**Task**: Word for word, retype the tail of the data below, starting with the line that has "filename crates/table/table-spi/src/lib.rs" and including the last line.

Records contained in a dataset

# # # # # # #

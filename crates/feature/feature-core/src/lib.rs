//! Feature Preparation Core
//!
//! Cleaning and feature-matrix implementations.

mod builder;
mod cleaner;
mod encoding;
mod imputation;
mod temporal;

pub use builder::{prepare, TabularFeatureBuilder};
pub use cleaner::TableCleaner;
pub use encoding::CategoryEncoder;
pub use imputation::{fill_dates, impute_categorical, impute_numeric, median};
pub use temporal::{day_of_week, month, period_index, synthetic_index};
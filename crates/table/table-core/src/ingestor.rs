//! CSV ingestor implementation.

use table_api::IngestConfig;
use table_spi::{
    ColumnRole, ColumnRoleMap, IngestRequest, RawTable, Result, TableError, TableIngestor,
    TargetPolicy, TimeAxis,
};

use crate::inference::{infer_role, ColumnProfile};
use crate::reader::{read_header, read_table};
use crate::target::select_target;

/// Ingests comma-separated uploads.
#[derive(Debug, Clone, Default)]
pub struct CsvIngestor {
    config: IngestConfig,
}

impl CsvIngestor {
    pub fn new(config: IngestConfig) -> Self {
        Self { config }
    }

    pub fn config(&self) -> &IngestConfig {
        &self.config
    }

    /// Header-level checks, run before any record is read.
    fn validate_header(&self, header: &[String], request: &IngestRequest) -> Result<()> {
        let mut missing: Vec<String> = request
            .required_columns
            .iter()
            .filter(|c| !header.contains(c))
            .cloned()
            .collect();
        if let Some(target) = &request.target_column {
            if !header.contains(target) && !missing.contains(target) {
                missing.push(target.clone());
            }
        }
        if !missing.is_empty() {
            return Err(TableError::MissingColumns { columns: missing });
        }

        if request.target_column.is_none() && request.target_policy == TargetPolicy::Required {
            return Err(TableError::TargetNotSpecified);
        }
        Ok(())
    }

    fn resolve_time_axis(
        &self,
        table: &RawTable,
        profiles: &[ColumnProfile],
        request: &IngestRequest,
    ) -> TimeAxis {
        let Some(name) = request.date_column.as_deref() else {
            tracing::debug!("no date column configured, using synthetic time index");
            return TimeAxis::Synthetic;
        };
        let Some(index) = table.column_index(name) else {
            tracing::warn!(column = name, "date column not found, using synthetic time index");
            return TimeAxis::Synthetic;
        };
        let profile = &profiles[index];
        if profile.is_date(&self.config) {
            TimeAxis::Column(name.to_string())
        } else {
            tracing::warn!(
                column = name,
                parsed = profile.dates,
                rows = profile.rows,
                "date column unparsable for most rows, using synthetic time index"
            );
            TimeAxis::Synthetic
        }
    }
}

impl TableIngestor for CsvIngestor {
    fn ingest(&self, raw: &[u8], request: &IngestRequest) -> Result<(RawTable, ColumnRoleMap)> {
        let header = read_header(raw)?;
        self.validate_header(&header, request)?;

        let table = read_table(raw)?;
        let profiles: Vec<ColumnProfile> = (0..table.n_columns())
            .map(|i| ColumnProfile::scan(table.column_values(i)))
            .collect();

        let time_axis = self.resolve_time_axis(&table, &profiles, request);
        let date_column = match &time_axis {
            TimeAxis::Column(c) => Some(c.as_str()),
            TimeAxis::Synthetic => None,
        };

        let mut roles = Vec::with_capacity(table.n_columns());
        for (name, profile) in table.columns().iter().zip(&profiles) {
            let role = if request.target_column.as_deref() == Some(name.as_str()) {
                if !profile.is_numeric(&self.config) {
                    return Err(TableError::IncompatibleColumn {
                        column: name.clone(),
                        role: ColumnRole::Target,
                        reason: format!(
                            "{} of {} non-empty values are not numeric",
                            profile.non_empty - profile.numeric,
                            profile.non_empty
                        ),
                    });
                }
                ColumnRole::Target
            } else if date_column == Some(name.as_str()) {
                ColumnRole::Date
            } else {
                infer_role(profile, &self.config)
            };
            roles.push((name.clone(), role));
        }

        if request.target_column.is_none() && request.target_policy == TargetPolicy::AutoSelect {
            let candidates: Vec<usize> = roles
                .iter()
                .enumerate()
                .filter(|(_, (_, r))| *r == ColumnRole::Numeric)
                .map(|(i, _)| i)
                .collect();
            let index = select_target(&table, &candidates, &self.config)
                .ok_or(TableError::NoNumericColumn)?;
            tracing::info!(column = %roles[index].0, "auto-selected target column");
            roles[index].1 = ColumnRole::Target;
        }

        let role_map = ColumnRoleMap::new(roles, time_axis)?;
        tracing::debug!(
            rows = table.n_rows(),
            columns = table.n_columns(),
            "ingested table"
        );
        Ok((table, role_map))
    }
}
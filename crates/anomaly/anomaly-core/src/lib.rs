//! Anomaly Detection Core
//!
//! Isolation forest, contamination thresholding, and z-score rules.

mod isolation_forest;
mod threshold;
mod zscore;

pub use isolation_forest::{detect, IsolationForest, UNIFORM_SCORE};
pub use threshold::{average_path_length, contamination_threshold, expected_anomalies};
pub use zscore::ZScoreDetector;
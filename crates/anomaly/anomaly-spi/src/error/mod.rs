//! Error types for anomaly detection.
//!
//! This module contains error types and the Result alias.

mod anomaly_error;

pub use anomaly_error::{AnomalyError, Result};
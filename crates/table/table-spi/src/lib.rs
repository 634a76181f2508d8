//! Table Service Provider Interface
//!
//! Defines the tabular data model, column roles, and the ingestion contract
//! shared by every analysis stage.

pub mod contract;
pub mod error;
pub mod model;

// Re-export all public items at crate root for convenience
pub use contract::TableIngestor;
pub use error::{Result, TableError};
pub use model::{
    CleanColumn, CleanTable, ColumnData, ColumnRole, ColumnRoleMap, IngestRequest, RawTable,
    RawValue, TargetPolicy, TimeAxis, MISSING_CATEGORY,
};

# # # # # # #

**Answer for this exercise**:
filename crates/table/table-spi/src/lib.rs
repository 634a76181f2508d8
//! Table Service Provider Interface
//!
//! Defines the tabular data model, column roles, and the ingestion contract
//! shared by every analysis stage.

pub mod contract;
pub mod error;
pub mod model;

// Re-export all public items at crate root for convenience
pub use contract::TableIngestor;
pub use error::{Result, TableError};
pub use model::{
    CleanColumn, CleanTable, ColumnData, ColumnRole, ColumnRoleMap, IngestRequest, RawTable,
    RawValue, TargetPolicy, TimeAxis, MISSING_CATEGORY,
};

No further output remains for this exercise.